Safran üretiminde maliyetlerin yüksek olduğunu kaydeden Ünal, "Maliyetlerimizi düşürmek için birçok üretici birlikte hareket ediyoruz. Örneğin işçi servisini ortak kullanıyor, nakliye, gübreleme, ilaçlama gibi giderleri paylaşıyoruz. Safranbolu Safran Üreticileri Derneği'ni de bu amaçla kurduk. Hedeflerimizi de nispeten gerçekleştirdik." ifadelerini kullandı.
Safran üreticisi İsmail Yılmaz ise bu alanda üretim yapmak isteyenlerin sorunlarına çözüm bulunması halinde üretimin yaygınlaşacağını anlattı.

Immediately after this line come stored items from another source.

// src/db/json_file.rs

use std::{
    io::ErrorKind,
    path::{Path, PathBuf},
};

use async_trait::async_trait;
use serde_json::Value;
use tokio::fs;
use uuid::Uuid;

use crate::{
    common::error::AppError,
    db::backend::{CollectionBackend, CollectionName},
};

/// Um arquivo JSON por coleção, cada um com um array no topo.
#[derive(Debug, Clone)]
pub struct JsonFileBackend {
    clients_path: PathBuf,
    invoices_path: PathBuf,
}

impl JsonFileBackend {
    pub fn new(data_dir: impl AsRef<Path>, clients_file: &str, invoices_file: &str) -> Self {
        let data_dir = data_dir.as_ref();
        Self {
            clients_path: data_dir.join(clients_file),
            invoices_path: data_dir.join(invoices_file),
        }
    }

    pub fn path_for(&self, collection: CollectionName) -> &Path {
        match collection {
            CollectionName::Clients => &self.clients_path,
            CollectionName::Invoices => &self.invoices_path,
        }
    }

    /// Garante que o diretório e os dois arquivos existam (com `[]`).
    pub async fn bootstrap(&self) -> Result<(), AppError> {
        for collection in [CollectionName::Clients, CollectionName::Invoices] {
            let path = self.path_for(collection);
            if let Some(parent) = path.parent().filter(|p| !p.as_os_str().is_empty()) {
                fs::create_dir_all(parent).await?;
            }
            if fs::try_exists(path).await? {
                continue;
            }
            fs::write(path, "[]").await?;
            tracing::info!("📁 Arquivo de {} criado em {}", collection, path.display());
        }
        Ok(())
    }
}

#[async_trait]
impl CollectionBackend for JsonFileBackend {
    async fn load(&self, collection: CollectionName) -> Result<Vec<Value>, AppError> {
        let path = self.path_for(collection);

        let content = match fs::read_to_string(path).await {
            Ok(content) => content,
            Err(e) if e.kind() == ErrorKind::NotFound => {
                tracing::warn!(
                    "⚠️ {} não existe. Começando com a coleção de {} vazia.",
                    path.display(),
                    collection
                );
                return Ok(Vec::new());
            }
            Err(e) => return Err(e.into()),
        };

        if content.trim().is_empty() {
            return Ok(Vec::new());
        }

        match serde_json::from_str::<Value>(&content) {
            Ok(Value::Array(records)) => Ok(records),
            Ok(_) => {
                tracing::warn!(
                    "⚠️ {} não contém um array JSON. Começando com lista vazia.",
                    path.display()
                );
                Ok(Vec::new())
            }
            Err(e) => {
                tracing::warn!(
                    "⚠️ {} está corrompido ({}). Começando com lista vazia.",
                    path.display(),
                    e
                );
                Ok(Vec::new())
            }
        }
    }

    async fn save(&self, collection: CollectionName, records: &[Value]) -> Result<(), AppError> {
        let path = self.path_for(collection);
        let body = serde_json::to_string_pretty(records)?;

        // Escreve num arquivo temporário ao lado e renomeia por cima:
        // quem lê nunca vê o arquivo pela metade.
        let file_name = path
            .file_name()
            .map(|n| n.to_string_lossy().into_owned())
            .unwrap_or_else(|| collection.to_string());
        let tmp_path = path.with_file_name(format!(".{}.{}.tmp", file_name, Uuid::new_v4()));

        fs::write(&tmp_path, body).await?;
        if let Err(e) = fs::rename(&tmp_path, path).await {
            let _ = fs::remove_file(&tmp_path).await;
            return Err(e.into());
        }

        tracing::debug!("{} registros gravados em {}", records.len(), path.display());
        Ok(())
    }
}
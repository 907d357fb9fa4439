// src/db/invoice_repo.rs

use std::sync::Arc;

use serde_json::Value;

use crate::{
    common::error::AppError,
    db::{
        backend::{CollectionBackend, CollectionName},
        collection::{Collection, CollectionRepository, Record},
    },
    models::invoice::Invoice,
};

impl Record for Invoice {
    const KEY_FIELD: &'static str = "invoice_number";

    fn key(&self) -> Option<&str> {
        self.invoice_number.as_deref()
    }

    fn normalize(&mut self) {
        self.normalize_legacy_fields();
    }
}

// O repositório de faturas, indexado pelo número da fatura
#[derive(Clone)]
pub struct InvoiceRepository {
    inner: CollectionRepository<Invoice>,
}

impl InvoiceRepository {
    pub async fn load(backend: Arc<dyn CollectionBackend>) -> Result<Self, AppError> {
        let inner = CollectionRepository::load(CollectionName::Invoices, backend).await?;
        Ok(Self { inner })
    }

    /// Todas as faturas como estão gravadas, na ordem.
    pub async fn list(&self) -> Result<Vec<Value>, AppError> {
        self.inner.read(|c| c.to_values()).await
    }

    /// Faturas legíveis e o total de entradas (legíveis ou não).
    pub async fn snapshot(&self) -> (Vec<Invoice>, usize) {
        self.inner
            .read(|c| (c.iter().cloned().collect(), c.len()))
            .await
    }

    /// Insere a fatura. `prepare` roda sob o mesmo lock da gravação e recebe
    /// a coleção atual, para que a numeração e o append sejam atômicos.
    pub async fn insert_with<F>(&self, mut invoice: Invoice, prepare: F) -> Result<Invoice, AppError>
    where
        F: FnOnce(&Collection<Invoice>, &mut Invoice) -> Result<(), AppError>,
    {
        self.inner
            .mutate(|invoices| {
                prepare(invoices, &mut invoice)?;
                invoices.push(invoice.clone());
                Ok(invoice)
            })
            .await
    }

    /// Aplica `change` à fatura e grava. Erro da closure cancela a gravação.
    pub async fn update_with<F>(&self, invoice_number: &str, change: F) -> Result<Invoice, AppError>
    where
        F: FnOnce(&mut Invoice) -> Result<(), AppError>,
    {
        self.inner
            .mutate(|invoices| {
                invoices
                    .update(invoice_number, |invoice| {
                        change(invoice)?;
                        Ok::<_, AppError>(invoice.clone())
                    })
                    .ok_or_else(|| AppError::InvoiceNotFound(invoice_number.to_string()))?
            })
            .await
    }

    pub async fn delete(&self, invoice_number: &str) -> Result<usize, AppError> {
        self.inner
            .mutate(|invoices| match invoices.remove(invoice_number) {
                0 => Err(AppError::InvoiceNotFound(invoice_number.to_string())),
                removed => Ok(removed),
            })
            .await
    }
}
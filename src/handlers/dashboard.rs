// src/handlers/dashboard.rs

use axum::{extract::State, http::StatusCode, response::IntoResponse, Json};

use crate::{config::AppState, models::dashboard::DashboardSummary};

// GET /dashboard_summary e GET /invoice_summary
#[utoipa::path(
    get,
    path = "/dashboard_summary",
    tag = "Dashboard",
    responses(
        (status = 200, description = "Totais de clientes, faturas, pago e em aberto", body = DashboardSummary)
    )
)]
pub async fn get_summary(State(app_state): State<AppState>) -> impl IntoResponse {
    let summary = app_state.dashboard_service.get_summary().await;
    (StatusCode::OK, Json(summary))
}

Üreticinin, ürettiği ürünün taban fiyatını önceden bilmesi gerektiğini kaydeden Yılmaz, şu değerlendirmelerde bulundu:
"Bu sebeple safran borsası kurulmasının, en azından müzayedesinin yapılması şart. Safranbolu'da bir ticaret borsasının kurulması bile önemli adım olur. Öte yandan İran safranının kontrolsüz şekilde ülkemize girişi, yerli ve çok daha kaliteli Türk safranının değer kaybetmesine yol açıyor. Bunu engelleyecek yollardan biri olan coğrafi işaret konusunda da büyük eksiklerimiz var. Biz yıllardır Safranbolu'da coğrafi işaret etiketi kullanamıyoruz. Bu sorunun acilen çözülmesi gerekiyor. Coğrafi işaret kullanımı sayesinde çözülecek bir sorunumuz da Türk Safranı diye yüksek fiyatlara aspir çiçeği satılmasıdır."
Diyarbakır Bismil'de safran üreten Mehmet Nezih Hamidi de safranda satış kanallarının geliştirilmesi, pazarlama çalışmaları yapılması ve Türk safranının doğru şekilde tanıtılmasıyla üretimin artabileceğini bildirdi.